MR. HENDERSON'S PROPOSITION

Late that evening Thompson walked into his room at the Globe. He seated himself in a rickety chair under a fly-specked incandescent lamp, beside a bed that was clean and comfortable if neither stylish nor massive. Over against the opposite wall stood a dresser which had suffered at the hands of many lodgers. Altogether it was a cheap and cheerless abode, a place where a man was protected from the weather, where he could lie down and sleep. That was all.

Thompson smiled sardonically. With hands clasped behind his head he surveyed the room deliberately, and the survey failed to please him.

"Hell," he exploded suddenly. "I'd ten times rather be out in the woods with a tent than have to live like this—always."

He had spent a pleasant three hours in surroundings that approximated luxury. He had been graciously received and entertained. However, it was easy to be gracious and entertaining when one had the proper setting. A seven-room suite and two servants were highly desirable from certain angles. Oh, well—what the devil was the difference!

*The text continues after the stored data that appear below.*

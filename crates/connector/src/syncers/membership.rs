//! Role-membership writes shared by the syncers that provision access.

use tracing::{debug, info};

use gatesync_core::{Annotation, Annotations, ConnectorResult, ResourceId};
use gatesync_upstream::Client;

use super::ensure_user_principal;
use crate::reconcile::{apply_grant, apply_revoke, membership_role};
use crate::session::SyncSession;

/// Attach `role_name` (and the principal's own login) to the principal's
/// user record. Writes nothing when both are already present.
pub(crate) async fn grant_membership(
    client: &Client,
    session: &SyncSession,
    principal: &ResourceId,
    role_name: &str,
) -> ConnectorResult<Annotations> {
    ensure_user_principal(principal)?;

    let login = principal.resource.as_str();
    let role = membership_role(role_name, login)?;

    let mut user = client.get_user(login).await?;
    if !apply_grant(&mut user, &role, login) {
        debug!(user = %user.name, role = role_name, "membership already present");
        return Ok(Annotations::new().with(Annotation::GrantAlreadyExists));
    }

    let updated = client.update_user(&user).await?;
    session.invalidate_users();
    info!(user = %updated.name, role = role_name, revision = %updated.revision, "membership granted");
    Ok(Annotations::new())
}

/// Detach `role_name` from the principal's user record, keeping the other
/// roles in order. Writes nothing when it was not attached.
pub(crate) async fn revoke_membership(
    client: &Client,
    session: &SyncSession,
    principal: &ResourceId,
    role_name: &str,
) -> ConnectorResult<Annotations> {
    ensure_user_principal(principal)?;

    let mut user = client.get_user(&principal.resource).await?;
    if !apply_revoke(&mut user, role_name) {
        debug!(user = %user.name, role = role_name, "membership already absent");
        return Ok(Annotations::new().with(Annotation::GrantAlreadyRevoked));
    }

    let updated = client.update_user(&user).await?;
    session.invalidate_users();
    info!(user = %updated.name, role = role_name, revision = %updated.revision, "membership revoked");
    Ok(Annotations::new())
}
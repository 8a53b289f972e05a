use gatesync_core::{Resource, ResourceError, RoleTrait, new_role_resource};
use gatesync_upstream::App;

use super::profile;
use crate::resource_types::APP;

pub fn app_resource(app: &App) -> Result<Resource, ResourceError> {
    let profile = profile([("app_id", app.id.as_str()), ("app_name", app.name.as_str())]);
    new_role_resource(&app.name, &APP, &app.id, RoleTrait::new(profile))
}
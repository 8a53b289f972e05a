use gatesync_core::{Resource, ResourceError, RoleTrait, new_role_resource};
use gatesync_upstream::Node;

use super::profile;
use crate::resource_types::NODE;

pub fn node_resource(node: &Node) -> Result<Resource, ResourceError> {
    let profile = profile([
        ("node_id", node.id.as_str()),
        ("node_name", node.name.as_str()),
        ("namespace", node.namespace.as_str()),
    ]);
    new_role_resource(&node.name, &NODE, &node.id, RoleTrait::new(profile))
}
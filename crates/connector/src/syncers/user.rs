use std::collections::HashSet;

use async_trait::async_trait;
use tracing::{info, instrument, warn};

use gatesync_core::{
    AccountInfo, AccountProvisioningDetails, Annotations, ConnectorError, ConnectorResult,
    CreateAccountResponse, CredentialOption, Entitlement, Page, PaginationToken, PlaintextData,
    Resource, ResourceId, ResourceType,
};
use gatesync_upstream::user::LOGINS_TRAIT;
use gatesync_upstream::{Client, User, UserType};

use super::{AccountManager, ResourceSyncer};
use crate::mappers::user_resource;
use crate::names::clean_resource_name;
use crate::resource_types::USER;
use crate::session::SyncSession;

/// Role assigned to new accounts when the request names none. The backend
/// refuses users without at least one role.
pub const DEFAULT_ROLE: &str = "access";

/// Lifetime of the credential-setup link handed back on account creation.
pub const SETUP_LINK_TTL_HOURS: i64 = 24;

pub const SETUP_LINK_FIELD: &str = "password_configuration_link";

#[derive(Debug, Clone)]
pub struct UserSyncer {
    client: Client,
}

impl UserSyncer {
    pub fn new(client: Client) -> Self {
        Self { client }
    }
}

#[async_trait]
impl ResourceSyncer for UserSyncer {
    fn resource_type(&self) -> ResourceType {
        USER
    }

    #[instrument(skip_all, fields(session = %session.id()))]
    async fn list(
        &self,
        session: &SyncSession,
        parent: Option<&ResourceId>,
        _token: &PaginationToken,
    ) -> ConnectorResult<Page<Resource>> {
        let users = self.client.list_users().await?;

        let mut seen = HashSet::new();
        let mut resources = Vec::with_capacity(users.len());
        for user in &users {
            if !seen.insert(user.name.as_str()) {
                warn!(user = %user.name, "duplicate login in upstream listing");
                continue;
            }
            resources.push(user_resource(user, parent)?);
        }
        Ok(Page::last(resources))
    }

    /// Users are leaves.
    async fn entitlements(
        &self,
        _session: &SyncSession,
        _resource: &Resource,
        _token: &PaginationToken,
    ) -> ConnectorResult<Page<Entitlement>> {
        Ok(Page::empty())
    }
}

#[async_trait]
impl AccountManager for UserSyncer {
    fn create_account_capability_details(&self) -> AccountProvisioningDetails {
        AccountProvisioningDetails {
            supported_credential_options: vec![CredentialOption::NoPassword],
            preferred_credential_option: CredentialOption::NoPassword,
        }
    }

    /// Create a local user and return it with a one-time setup link.
    ///
    /// The requested name is kept verbatim as the user's login; the account
    /// name itself is the cleaned form.
    #[instrument(skip_all)]
    async fn create_account(&self, info: &AccountInfo) -> ConnectorResult<CreateAccountResponse> {
        let requested = info
            .string_field("name")
            .ok_or_else(|| ConnectorError::validation("missing required field: name"))?;
        let role = info.string_field("role").unwrap_or(DEFAULT_ROLE);

        let name = clean_resource_name(requested);
        if name.is_empty() {
            return Err(ConnectorError::validation(format!(
                "name '{requested}' has no usable characters"
            )));
        }

        let user = User::new_local(name, vec![role.to_string()])
            .with_trait(LOGINS_TRAIT, vec![requested.to_string()]);
        let created = self.client.create_user(&user).await?;

        let token = self
            .client
            .create_reset_credential_token(
                &created.name,
                chrono::Duration::hours(SETUP_LINK_TTL_HOURS),
            )
            .await?;

        info!(user = %created.name, role, "account created");
        Ok(CreateAccountResponse {
            resource: user_resource(&created, None)?,
            plaintext: vec![PlaintextData {
                name: SETUP_LINK_FIELD.to_string(),
                bytes: token.url.into_bytes(),
            }],
            annotations: Annotations::new(),
        })
    }

    /// Delete a local user. Federated users are owned by their identity
    /// provider and are refused.
    #[instrument(skip_all, fields(id = %id))]
    async fn delete(&self, id: &ResourceId) -> ConnectorResult<Annotations> {
        if id.resource.is_empty() {
            return Err(ConnectorError::validation("missing resource name"));
        }
        if !id.is_type(USER.id) {
            return Err(ConnectorError::validation(format!(
                "only users can be deleted, got '{id}'"
            )));
        }

        let user = self.client.get_user(&id.resource).await?;
        if user.user_type() != UserType::Local {
            return Err(ConnectorError::validation(format!(
                "cannot delete federated ({}) user: {}",
                user.user_type(),
                user.name
            )));
        }

        self.client.delete_user(&user.name).await?;
        info!(user = %user.name, "account deleted");
        Ok(Annotations::new())
    }
}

Thompson threw off his clothes and got into bed. But he could not escape insistent thought. Against his dull walls, on which the street light cast queer patterns through an open window, he could see, through drowsy eyes, Sophie half-buried in a great chair, listening attentively while he and her father talked. Of course they had fallen into argument, sometimes triangular, more often solely confined to himself and Carr. Thompson was glad that the Grant Street orators had driven him to the city library that winter. A man needed all the weapons he could command against that sharp-tongued old student who precipitated himself joyfully into controversy.

But of course they did not spend three hours discussing abstract theories. There was a good deal of the personal. Thompson had learned that they were in San Francisco for the winter only. Their home was in Vancouver. And Tommy Ashe was still in Vancouver, graduated from an automobile salesman to an agency of his own, and doing well in the venture. Tommy, Carr said, had the modern business instinct. He did not specify what that meant. Carr did not dwell much on Tommy. He appeared to be much more interested in Thompson's wanderings, his experiences, the shifts he had been put to, how the world impressed him, viewed from the angle of the ordinary man instead of the ministerial.

"If you wish to achieve success as modern society defines success, you've been going at it all wrong," he remarked sagely. "The big rewards do not lie in producing and creating, but in handling the results of creation and production—at least so it seems to me. Get hold of something the public wants, Thompson, and sell it to them. Or evolve a sure method of making big business bigger. They'll fall on your neck and fill your pockets with money if you can do that. Profitable undertakings—that's the ticket. Anybody can work at a job."